Schools in New Jersey will be closed until at least the middle of April as the daily number of new cases reached almost 2,500 in the state. 

The doors of educational institutions in the state will remain shuttered through at least April 17 as part of the state plan to combat the coronavirus pandemic, Gov. Phil Murphy announced.

“We will not be prepared to revisit the closure until at least April 17, at the very earliest,” Murphy said. “The decision to reopen will be based on careful discussion with our public health and safety experts and with our educators in districts and will be guided by the facts on the ground.”

Distance Learning

Teachers are currently conducting classes by distance learning, either using either online assignments or worksheets depending on their district’s resources.

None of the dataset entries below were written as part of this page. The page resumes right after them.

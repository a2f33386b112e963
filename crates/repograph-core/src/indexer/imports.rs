//! Import resolution from written module paths to repository files.

use std::collections::BTreeSet;
use std::path::Path;

use crate::models::Language;

/// The set of files an import may resolve to, plus repository-wide module
/// facts read from build files.
#[derive(Debug, Clone, Default)]
pub struct RepoLayout {
    files: BTreeSet<String>,
    go_module: Option<String>,
}

/// What a resolved import points at.
#[derive(Debug, Clone, PartialEq, Eq)]
pub enum ImportTarget {
    File(String),
    /// Every file of a package directory (Go packages, Java wildcards).
    Package(Vec<String>),
}

impl ImportTarget {
    pub fn files(&self) -> &[String] {
        match self {
            Self::File(path) => std::slice::from_ref(path),
            Self::Package(paths) => paths,
        }
    }
}

impl RepoLayout {
    pub fn new<I>(files: I, go_mod: Option<&str>) -> Self
    where
        I: IntoIterator<Item = String>,
    {
        Self {
            files: files.into_iter().collect(),
            go_module: go_mod.and_then(parse_go_module),
        }
    }

    pub fn contains(&self, path: &str) -> bool {
        self.files.contains(path)
    }

    pub fn go_module(&self) -> Option<&str> {
        self.go_module.as_deref()
    }

    /// Files directly inside `dir` with the given extension, sorted.
    pub fn files_in_dir(&self, dir: &str, extension: &str) -> Vec<String> {
        self.files
            .iter()
            .filter(|p| parent_dir(p) == dir && p.ends_with(extension))
            .cloned()
            .collect()
    }

    fn first_existing<I>(&self, candidates: I) -> Option<String>
    where
        I: IntoIterator<Item = String>,
    {
        candidates
            .into_iter()
            .map(|c| normalize_posix_path(&c))
            .find(|c| self.files.contains(c))
    }
}

pub fn parse_go_module(content: &str) -> Option<String> {
    content.lines().find_map(|line| {
        line.trim()
            .strip_prefix("module ")
            .map(|m| m.trim().trim_matches('"').to_string())
    })
}

pub(crate) fn parent_dir(path: &str) -> &str {
    path.rsplit_once('/').map(|(dir, _)| dir).unwrap_or("")
}

pub(crate) fn normalize_posix_path(path: &str) -> String {
    let mut stack: Vec<&str> = Vec::new();
    for part in path.split('/') {
        match part {
            "" | "." => {}
            ".." => {
                stack.pop();
            }
            _ => stack.push(part),
        }
    }
    stack.join("/")
}

fn join_dir(dir: &str, rest: &str) -> String {
    if dir.is_empty() {
        rest.to_string()
    } else {
        format!("{dir}/{rest}")
    }
}

/// Python module text of `name` imported from `module` (`from . import x`).
pub fn python_submodule(module: &str, name: &str) -> String {
    if module.ends_with('.') {
        format!("{module}{name}")
    } else {
        format!("{module}.{name}")
    }
}

fn resolve_python(layout: &RepoLayout, source_path: &str, module: &str) -> Option<String> {
    if module.is_empty() {
        return None;
    }
    let source_dir = parent_dir(source_path);
    let bases = if module.starts_with('.') {
        let levels = module.chars().take_while(|&c| c == '.').count();
        let suffix = module[levels..].replace('.', "/");
        let mut dir = Path::new(source_dir);
        for _ in 0..levels.saturating_sub(1) {
            dir = dir.parent().unwrap_or(Path::new(""));
        }
        let dir = dir.to_string_lossy().replace('\\', "/");
        vec![if suffix.is_empty() { dir } else { join_dir(&dir, &suffix) }]
    } else {
        let base = module.replace('.', "/");
        vec![base.clone(), join_dir(source_dir, &base)]
    };

    bases.iter().find_map(|base| {
        layout.first_existing([
            format!("{base}.py"),
            format!("{base}.pyi"),
            format!("{base}/__init__.py"),
        ])
    })
}

/// Repository file whose path is `relative` or ends with `/relative`.
fn find_by_suffix(layout: &RepoLayout, relative: &str) -> Option<String> {
    if layout.contains(relative) {
        return Some(relative.to_string());
    }
    let suffix = format!("/{relative}");
    layout.files.iter().find(|p| p.ends_with(&suffix)).cloned()
}

fn resolve_java(layout: &RepoLayout, module: &str, wildcard: bool) -> Option<ImportTarget> {
    let relative = module.replace('.', "/");
    if wildcard {
        let dir = layout
            .files
            .iter()
            .map(|p| parent_dir(p))
            .find(|dir| *dir == relative || dir.ends_with(&format!("/{relative}")))?
            .to_string();
        let files = layout.files_in_dir(&dir, ".java");
        return (!files.is_empty()).then_some(ImportTarget::Package(files));
    }

    // `import static a.b.C.m` names a member of `a/b/C.java`.
    let mut path = relative.as_str();
    loop {
        if let Some(found) = find_by_suffix(layout, &format!("{path}.java")) {
            return Some(ImportTarget::File(found));
        }
        path = path.rsplit_once('/')?.0;
    }
}

const ECMASCRIPT_EXTENSIONS: &[&str] = &["ts", "tsx", "mts", "cts", "js", "jsx", "mjs", "cjs"];

fn resolve_ecmascript(layout: &RepoLayout, source_path: &str, module: &str) -> Option<String> {
    if !module.starts_with('.') {
        return None;
    }
    let base = normalize_posix_path(&join_dir(parent_dir(source_path), module));

    let mut candidates = vec![base.clone()];
    // ESM sources written against compiled output: `./util.js` for `util.ts`.
    for (written, sources) in [
        (".js", &["ts", "tsx"][..]),
        (".mjs", &["mts"][..]),
        (".cjs", &["cts"][..]),
    ] {
        if let Some(stem) = base.strip_suffix(written) {
            candidates.extend(sources.iter().map(|ext| format!("{stem}.{ext}")));
        }
    }
    candidates.extend(ECMASCRIPT_EXTENSIONS.iter().map(|ext| format!("{base}.{ext}")));
    candidates.extend(
        ECMASCRIPT_EXTENSIONS
            .iter()
            .map(|ext| format!("{base}/index.{ext}")),
    );
    layout.first_existing(candidates)
}

fn resolve_go(layout: &RepoLayout, source_path: &str, module: &str) -> Option<ImportTarget> {
    let dir = if module.starts_with('.') {
        normalize_posix_path(&join_dir(parent_dir(source_path), module))
    } else {
        let root = layout.go_module()?;
        if module == root {
            String::new()
        } else {
            module.strip_prefix(root)?.strip_prefix('/')?.to_string()
        }
    };
    let files = layout.files_in_dir(&dir, ".go");
    (!files.is_empty()).then_some(ImportTarget::Package(files))
}

/// Resolve one written import of `source_path`; `None` means external.
pub fn resolve_import(
    layout: &RepoLayout,
    source_path: &str,
    language: Language,
    module: &str,
    wildcard: bool,
) -> Option<ImportTarget> {
    match language {
        Language::Python => resolve_python(layout, source_path, module).map(ImportTarget::File),
        Language::Java => resolve_java(layout, module, wildcard),
        Language::TypeScript | Language::Tsx | Language::JavaScript => {
            resolve_ecmascript(layout, source_path, module).map(ImportTarget::File)
        }
        Language::Go => resolve_go(layout, source_path, module),
    }
}
//! Stable identifiers derived from what a node or cluster is, never from
//! when it was seen.

use sha2::{Digest, Sha256};

use crate::models::{NodeId, NodeKind, RefKind};

const ID_HEX_LEN: usize = 16;

fn short_digest(parts: &[&str]) -> String {
    let mut hasher = Sha256::new();
    for (idx, part) in parts.iter().enumerate() {
        if idx > 0 {
            hasher.update([0u8]);
        }
        hasher.update(part.as_bytes());
    }
    let mut hex = format!("{:x}", hasher.finalize());
    hex.truncate(ID_HEX_LEN);
    hex
}

/// `sha256("{kind}\0{path}#{qualified_name}")`, first 16 hex chars.
pub fn node_id(kind: NodeKind, path: &str, qualified_name: &str) -> NodeId {
    short_digest(&[kind.as_str(), &format!("{path}#{qualified_name}")])
}

pub fn file_node_id(path: &str) -> NodeId {
    node_id(NodeKind::File, path, path)
}

pub fn cluster_id(source: &str, target_text: &str, kind: RefKind) -> String {
    short_digest(&[source, target_text, kind.as_str()])
}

Murphy ordered all schools in the state, public and private, grade school and college, closed March 18 and has repeatedly stated .he won’t reopen schools until medical experts say it is safe.

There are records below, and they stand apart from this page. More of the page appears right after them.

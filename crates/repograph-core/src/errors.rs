//! Error types for the repograph core library.

use std::fmt;

/// Failures reported by the repository access collaborator.
#[derive(Debug, Clone, thiserror::Error)]
pub enum RepoAccessError {
    /// Private repository, missing or invalid credential.
    #[error("access denied: {0}")]
    AccessDenied(String),

    #[error("not found: {0}")]
    NotFound(String),

    /// Network hiccups and similar conditions worth another attempt.
    #[error("repository unavailable: {0}")]
    Unavailable(String),
}

impl RepoAccessError {
    /// Access failures that another attempt cannot fix.
    pub fn is_fatal(&self) -> bool {
        matches!(self, Self::AccessDenied(_) | Self::NotFound(_))
    }
}

/// Failures reported by the inference collaborator. Both are non-fatal.
#[derive(Debug, Clone, thiserror::Error)]
pub enum InferenceError {
    #[error("inference service unavailable: {0}")]
    Unavailable(String),

    #[error("inference request timed out after {0} ms")]
    Timeout(u64),
}

/// Why a single file could not be turned into a syntax tree.
#[derive(Debug, Clone, Copy, PartialEq, Eq, Hash)]
pub enum ParseCategory {
    Read,
    Decode,
    Grammar,
    Timeout,
    Panic,
    Syntax,
}

impl ParseCategory {
    pub fn as_str(&self) -> &'static str {
        match self {
            Self::Read => "read",
            Self::Decode => "decode",
            Self::Grammar => "grammar",
            Self::Timeout => "timeout",
            Self::Panic => "panic",
            Self::Syntax => "syntax",
        }
    }
}

impl fmt::Display for ParseCategory {
    fn fmt(&self, f: &mut fmt::Formatter<'_>) -> fmt::Result {
        f.write_str(self.as_str())
    }
}

/// A per-file parse problem. Never propagates past the parser dispatcher.
#[derive(Debug, Clone, thiserror::Error)]
#[error("{path}: {category} error: {message}")]
pub struct FileParseError {
    pub path: String,
    pub category: ParseCategory,
    pub message: String,
}

impl FileParseError {
    pub fn new(path: &str, category: ParseCategory, message: impl Into<String>) -> Self {
        Self {
            path: path.to_string(),
            category,
            message: message.into(),
        }
    }
}

/// Top-level error enum for the repograph core library.
#[derive(Debug, thiserror::Error)]
pub enum AnalysisError {
    #[error("repository access error: {0}")]
    RepositoryAccess(#[from] RepoAccessError),

    #[error("transient failure during {stage}: {message}")]
    Transient { stage: String, message: String },

    #[error("job {0} was cancelled")]
    Cancelled(String),

    #[error("unknown job: {0}")]
    UnknownJob(String),

    #[error("job {job_id} is not complete (status: {status})")]
    NotReady { job_id: String, status: String },

    #[error("graph invariant violated: {0}")]
    Graph(String),

    #[error("configuration error: {0}")]
    Config(String),

    #[error("store error: {0}")]
    Store(String),

    #[error("SQLite error: {0}")]
    Sqlite(#[from] rusqlite::Error),

    #[error("IO error: {0}")]
    Io(#[from] std::io::Error),

    #[error("JSON error: {0}")]
    Json(#[from] serde_json::Error),
}

impl AnalysisError {
    pub fn transient(stage: &str, message: impl Into<String>) -> Self {
        Self::Transient {
            stage: stage.to_string(),
            message: message.into(),
        }
    }

    /// Whether the orchestrator should spend another attempt on this failure.
    pub fn is_retryable(&self) -> bool {
        match self {
            Self::RepositoryAccess(err) => !err.is_fatal(),
            Self::Cancelled(_)
            | Self::UnknownJob(_)
            | Self::NotReady { .. }
            | Self::Config(_) => false,
            Self::Transient { .. }
            | Self::Graph(_)
            | Self::Store(_)
            | Self::Sqlite(_)
            | Self::Io(_)
            | Self::Json(_) => true,
        }
    }
}

pub type AnalysisResult<T> = Result<T, AnalysisError>;

#[cfg(test)]
mod tests {
    use super::*;

    #[test]
    fn test_access_errors_are_not_retried() {
        let denied = AnalysisError::from(RepoAccessError::AccessDenied("private".into()));
        let missing = AnalysisError::from(RepoAccessError::NotFound("gone".into()));
        let flaky = AnalysisError::from(RepoAccessError::Unavailable("503".into()));
        assert!(!denied.is_retryable());
        assert!(!missing.is_retryable());
        assert!(flaky.is_retryable());
    }

    #[test]
    fn test_transient_and_cancel() {
        assert!(AnalysisError::transient("mapping", "boom").is_retryable());
        assert!(!AnalysisError::Cancelled("j1".into()).is_retryable());
    }

    #[test]
    fn test_file_parse_error_mentions_path_and_category() {
        let err = FileParseError::new("src/b.py", ParseCategory::Syntax, "unexpected token");
        let text = err.to_string();
        assert!(text.contains("src/b.py"));
        assert!(text.contains("syntax"));
    }
}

The most important testing now going on in the state is for residents looking to find out if they are COVID-19 positive. With more tests being processed, higher results are being announced daily by the states. 

Nearly 20,000 Tested

State Health Commissioner Judith Persichilli said 31.7% of those tested in New Jersey tested positive; of the 19,364 tests performed in the state, 6,137 positive have been positive.

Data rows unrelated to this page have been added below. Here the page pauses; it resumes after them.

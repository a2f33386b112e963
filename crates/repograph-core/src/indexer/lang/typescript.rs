//! TypeScript, TSX and JavaScript declarations and references.
//!
//! The three grammars share node names for everything extracted here, so one
//! walker serves all of them. CommonJS `require` calls are recorded as imports.

use tree_sitter::Node;

use crate::indexer::symbols::{clean_children, unquote, Collector};
use crate::models::{DeclKind, ImportClause, ImportedName, RefKind};

pub fn walk(c: &mut Collector<'_>, node: Node<'_>) {
    if node.is_error() {
        return;
    }
    match node.kind() {
        "import_statement" => import_statement(c, node),
        "export_statement" => export_statement(c, node),
        "class_declaration" | "abstract_class_declaration" | "class" => {
            class_declaration(c, node)
        }
        "interface_declaration" => interface_declaration(c, node),
        "function_declaration" | "generator_function_declaration" => {
            function_declaration(c, node)
        }
        "method_definition" | "abstract_method_signature" => method_definition(c, node),
        "variable_declarator" => variable_declarator(c, node),
        "call_expression" => call_expression(c, node),
        "new_expression" => new_expression(c, node),
        _ => walk_children(c, node),
    }
}

fn walk_children(c: &mut Collector<'_>, node: Node<'_>) {
    for child in clean_children(node) {
        walk(c, child);
    }
}

fn specifiers(c: &Collector<'_>, list: Node<'_>) -> Vec<ImportedName> {
    clean_children(list)
        .into_iter()
        .filter(|n| matches!(n.kind(), "import_specifier" | "export_specifier"))
        .filter_map(|spec| {
            let name = spec.child_by_field_name("name")?;
            let alias = spec
                .child_by_field_name("alias")
                .map(|a| c.text(a).to_string());
            Some(ImportedName {
                name: c.text(name).to_string(),
                alias,
            })
        })
        .collect()
}

/// `import d, { a as b } from './m'` / `import * as ns from './m'` /
/// `import x = require('./m')`
fn import_statement(c: &mut Collector<'_>, node: Node<'_>) {
    let mut clause = ImportClause::default();
    let mut source = node.child_by_field_name("source").map(|s| c.text(s));

    for child in clean_children(node) {
        match child.kind() {
            "import_clause" => {
                for part in clean_children(child) {
                    match part.kind() {
                        "identifier" => clause.names.push(ImportedName {
                            name: "default".to_string(),
                            alias: Some(c.text(part).to_string()),
                        }),
                        "namespace_import" => {
                            clause.module_alias = clean_children(part)
                                .into_iter()
                                .find(|n| n.kind() == "identifier")
                                .map(|n| c.text(n).to_string());
                        }
                        "named_imports" => clause.names.extend(specifiers(c, part)),
                        _ => {}
                    }
                }
            }
            "import_require_clause" => {
                for part in clean_children(child) {
                    match part.kind() {
                        "identifier" => clause.module_alias = Some(c.text(part).to_string()),
                        "string" => source = Some(c.text(part)),
                        _ => {}
                    }
                }
            }
            _ => {}
        }
    }

    if let Some(source) = source {
        c.import(unquote(source), clause, node);
    }
}

/// Re-exports are imports of the re-exported module; anything else is a
/// declaration wrapper.
fn export_statement(c: &mut Collector<'_>, node: Node<'_>) {
    let Some(source) = node.child_by_field_name("source") else {
        walk_children(c, node);
        return;
    };
    let mut clause = ImportClause::default();
    for child in clean_children(node) {
        match child.kind() {
            "export_clause" => clause.names.extend(specifiers(c, child)),
            "namespace_export" => {
                clause.module_alias = clean_children(child)
                    .into_iter()
                    .next()
                    .map(|n| c.text(n).to_string());
            }
            _ => {}
        }
    }
    if clause.names.is_empty() && clause.module_alias.is_none() {
        clause.wildcard = true;
    }
    c.import(unquote(c.text(source)), clause, node);
}

fn heritage_reference(c: &mut Collector<'_>, node: Node<'_>) {
    match node.kind() {
        "identifier" | "type_identifier" => {
            c.reference(RefKind::Inheritance, c.text(node), None, node)
        }
        "member_expression" | "nested_type_identifier" => {
            let written = c.text(node);
            let receiver = written.rsplit_once('.').map(|(q, _)| q);
            c.reference(RefKind::Inheritance, written, receiver, node);
        }
        "generic_type" => {
            if let Some(base) = clean_children(node).into_iter().next() {
                heritage_reference(c, base);
            }
        }
        "extends_clause" | "implements_clause" | "extends_type_clause" => {
            for part in clean_children(node) {
                heritage_reference(c, part);
            }
        }
        _ => {}
    }
}

fn class_declaration(c: &mut Collector<'_>, node: Node<'_>) {
    let Some(name) = node.child_by_field_name("name") else {
        // Anonymous class expression.
        walk_children(c, node);
        return;
    };
    c.enter(DeclKind::Class, c.text(name), node);
    for child in clean_children(node) {
        if child.kind() == "class_heritage" {
            for part in clean_children(child) {
                heritage_reference(c, part);
            }
        }
    }
    if let Some(body) = node.child_by_field_name("body") {
        walk_children(c, body);
    }
    c.leave();
}

fn interface_declaration(c: &mut Collector<'_>, node: Node<'_>) {
    let Some(name) = node.child_by_field_name("name") else {
        return;
    };
    c.enter(DeclKind::Interface, c.text(name), node);
    for child in clean_children(node) {
        if child.kind() == "extends_type_clause" {
            heritage_reference(c, child);
        }
    }
    c.leave();
}

fn function_declaration(c: &mut Collector<'_>, node: Node<'_>) {
    let Some(name) = node.child_by_field_name("name") else {
        walk_children(c, node);
        return;
    };
    c.enter(DeclKind::Function, c.text(name), node);
    if let Some(body) = node.child_by_field_name("body") {
        walk_children(c, body);
    }
    c.leave();
}

fn method_definition(c: &mut Collector<'_>, node: Node<'_>) {
    let Some(name) = node.child_by_field_name("name") else {
        return;
    };
    c.enter(DeclKind::Method, c.text(name), node);
    if let Some(body) = node.child_by_field_name("body") {
        walk_children(c, body);
    }
    c.leave();
}

fn is_require(c: &Collector<'_>, call: Node<'_>) -> Option<String> {
    let function = call.child_by_field_name("function")?;
    if function.kind() != "identifier" || c.text(function) != "require" {
        return None;
    }
    let args = call.child_by_field_name("arguments")?;
    let first = clean_children(args).into_iter().next()?;
    (first.kind() == "string").then(|| unquote(c.text(first)).to_string())
}

/// `const f = () => {}` declares `f`; `const m = require('./m')` imports.
fn variable_declarator(c: &mut Collector<'_>, node: Node<'_>) {
    let (Some(name), Some(value)) = (
        node.child_by_field_name("name"),
        node.child_by_field_name("value"),
    ) else {
        walk_children(c, node);
        return;
    };

    if value.kind() == "call_expression" {
        if let Some(source) = is_require(c, value) {
            let mut clause = ImportClause::default();
            match name.kind() {
                "identifier" => clause.module_alias = Some(c.text(name).to_string()),
                "object_pattern" => {
                    for part in clean_children(name) {
                        if part.kind() == "shorthand_property_identifier_pattern" {
                            clause.names.push(ImportedName {
                                name: c.text(part).to_string(),
                                alias: None,
                            });
                        }
                    }
                }
                _ => {}
            }
            c.import(&source, clause, node);
            return;
        }
    }

    let is_function = matches!(
        value.kind(),
        "arrow_function" | "function_expression" | "function" | "generator_function"
    );
    if is_function && name.kind() == "identifier" {
        c.enter(DeclKind::Function, c.text(name), node);
        if let Some(body) = value.child_by_field_name("body") {
            walk_children(c, body);
        }
        c.leave();
    } else {
        walk(c, value);
    }
}

fn call_expression(c: &mut Collector<'_>, node: Node<'_>) {
    if let Some(function) = node.child_by_field_name("function") {
        match function.kind() {
            "identifier" => c.reference(RefKind::Call, c.text(function), None, node),
            "member_expression" => {
                let receiver = function.child_by_field_name("object").map(|o| c.text(o));
                c.reference(RefKind::Call, c.text(function), receiver, node);
            }
            "import" => {
                let source = node
                    .child_by_field_name("arguments")
                    .and_then(|args| clean_children(args).into_iter().next())
                    .filter(|arg| arg.kind() == "string")
                    .map(|arg| unquote(c.text(arg)).to_string());
                if let Some(source) = source {
                    c.import(&source, ImportClause::default(), node);
                }
            }
            _ => {}
        }
    }
    walk_children(c, node);
}

fn new_expression(c: &mut Collector<'_>, node: Node<'_>) {
    if let Some(constructor) = node.child_by_field_name("constructor") {
        match constructor.kind() {
            "identifier" => {
                c.reference(RefKind::Instantiation, c.text(constructor), None, node)
            }
            "member_expression" => {
                let receiver = constructor
                    .child_by_field_name("object")
                    .map(|o| c.text(o));
                c.reference(RefKind::Instantiation, c.text(constructor), receiver, node);
            }
            _ => {}
        }
    }
    walk_children(c, node);
}

#[cfg(test)]
mod tests {
    use crate::indexer::symbols::test_helpers::{decls, extract, refs};
    use crate::models::{DeclKind, Language, RefKind};

    #[test]
    fn test_typescript_declarations() {
        let src = r#"
import { Engine as E, start } from './engine';
import * as util from '../util';
import Default from './default';

export interface Shape extends Named {}

export class Circle extends Base implements Shape {
    area(): number {
        return util.square(this.radius());
    }
    radius(): number { return 1; }
}

export const build = (n: number) => {
    const e = new E();
    start(e);
    console.log(n);
};

function helper() {}
"#;
        let symbols = extract("src/shapes.ts", Language::TypeScript, src);
        assert_eq!(symbols.module, "src.shapes");
        assert_eq!(
            decls(&symbols),
            vec![
                (DeclKind::Interface, "src.shapes.Shape".to_string()),
                (DeclKind::Class, "src.shapes.Circle".to_string()),
                (DeclKind::Method, "src.shapes.Circle.area".to_string()),
                (DeclKind::Method, "src.shapes.Circle.radius".to_string()),
                (DeclKind::Function, "src.shapes.build".to_string()),
                (DeclKind::Function, "src.shapes.helper".to_string()),
            ]
        );
        assert_eq!(
            refs(&symbols, RefKind::Inheritance),
            vec![
                ("Named".to_string(), None),
                ("Base".to_string(), None),
                ("Shape".to_string(), None),
            ]
        );
        assert_eq!(
            refs(&symbols, RefKind::Call),
            vec![
                ("util.square".to_string(), Some("util".to_string())),
                ("this.radius".to_string(), Some("this".to_string())),
                ("start".to_string(), None),
            ]
        );
        assert_eq!(
            refs(&symbols, RefKind::Instantiation),
            vec![("E".to_string(), None)]
        );

        let imports: Vec<_> = symbols
            .references()
            .filter_map(|r| r.hint())
            .filter(|h| h.kind == RefKind::Import)
            .cloned()
            .collect();
        assert_eq!(imports.len(), 3);
        let named = imports[0].import.as_ref().unwrap();
        assert_eq!(imports[0].target, "./engine");
        assert_eq!(named.names[0].local_name(), "E");
        assert_eq!(named.names[1].local_name(), "start");
        assert_eq!(
            imports[1].import.as_ref().unwrap().module_alias.as_deref(),
            Some("util")
        );
        assert_eq!(
            imports[2].import.as_ref().unwrap().names[0].local_name(),
            "Default"
        );
    }

    #[test]
    fn test_commonjs_require() {
        let src = "const fs = require('fs');\nconst { run } = require('./runner');\nrun();\n";
        let symbols = extract("lib/main.js", Language::JavaScript, src);
        let imports: Vec<_> = symbols
            .references()
            .filter_map(|r| r.hint())
            .filter(|h| h.kind == RefKind::Import)
            .cloned()
            .collect();
        assert_eq!(imports.len(), 2);
        assert_eq!(imports[0].target, "fs");
        assert_eq!(
            imports[0].import.as_ref().unwrap().module_alias.as_deref(),
            Some("fs")
        );
        assert_eq!(imports[1].target, "./runner");
        assert_eq!(imports[1].import.as_ref().unwrap().names[0].name, "run");
        assert_eq!(refs(&symbols, RefKind::Call), vec![("run".to_string(), None)]);
    }

    #[test]
    fn test_tsx_component() {
        let src = "export function View() {\n  return <div>{format()}</div>;\n}\n";
        let symbols = extract("ui/View.tsx", Language::Tsx, src);
        assert_eq!(
            decls(&symbols),
            vec![(DeclKind::Function, "ui.View.View".to_string())]
        );
        assert_eq!(
            refs(&symbols, RefKind::Call),
            vec![("format".to_string(), None)]
        );
    }
}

As of March 26, the number of coronavirus cases in New Jersey climbed to 6,876 with 2,492 new cases announced by the state and 19 new deaths, bringing that total to 81. The 19 new deaths include four in Essex County, three in Bergen, three in Middlesex, two in Burlington, Monmouth and Morris counties and one each in Ocean, Passaic and Somerset counties.

Of the 2,492 new cases, 436 came directly from the two state-run mass testing sites at Bergen Community College in Paramus and the PNC Bank Arts Center in Holmdel, said Murphy.

Those two centers will change their schedules starting March 28 and will set aside days just to test those working on the frontlines of the outbreak. The sites will test only symptomatic health-care workers and first responders with valid credentials, the governor announced. Then, starting March 29, the two sites will operate on alternate days for anyone showing symptoms, with Bergen running one day and Holmdel running the next.

Bergen Main Hot Spot

Bergen is still the primary hot spot in the state with 1,206 total cases, followed by  Essex at 609, Middlesex at 505, Monmouth at 501, Hudson at 441, Union at 432, Passaic at 399, Ocean at 389, Morris at 315, Somerset at 179, Mercer at 111, Camden at 73, Burlington at 64, Sussex at 49, Hunterdon at 39, Gloucester at 33, Warren at 31, Atlantic at 10, Cape May at six,  Cumberland at four and Salem at two. 

Another 1,478 cases remain under investigation to determine the location where the person resides.

Archdiocese Closes

With the numbers increasing, the Newark Archdiocese ordered the closure of all Catholic churches as part stricter measures aimed at preventing the spread of the coronavirus. The decision brings the Archdiocese in line with the state’s stay at home restrictions 

Wakes, funerals, and weddings must be postponed, with baptisms and confession delayed except in emergency cases. Churches, chapels and parish offices must be locked and private prayer in parish buildings is discontinued until further notice. 

All of this comes as President Donald Trump issued a Major Disaster Declaration for the state. The declaration will provide federal assistance to supplement statewide recovery efforts affected by the COVID-19 pandemic.

Disaster Declaration

With the declaration approved, state officials  now have access to greater essential federal support through this emergency, proclaimed Murphy. 

“This declaration will allow us to lift remaining bureaucratic barriers to assistance and enhance our statewide response to COVID-19,” said the Democratic governor. “I am grateful to the (Trump) Administration and the Federal Emergency Management Agency for their collaboration and coordination in supporting our response and recovery efforts to COVID-19 in New Jersey.”

The state requested two types of statewide assistance: individual assistance, which provides assistance to individuals and households;  and public assistance, which includes assistance for emergency work and the repair or replacement of disaster-damaged facilities.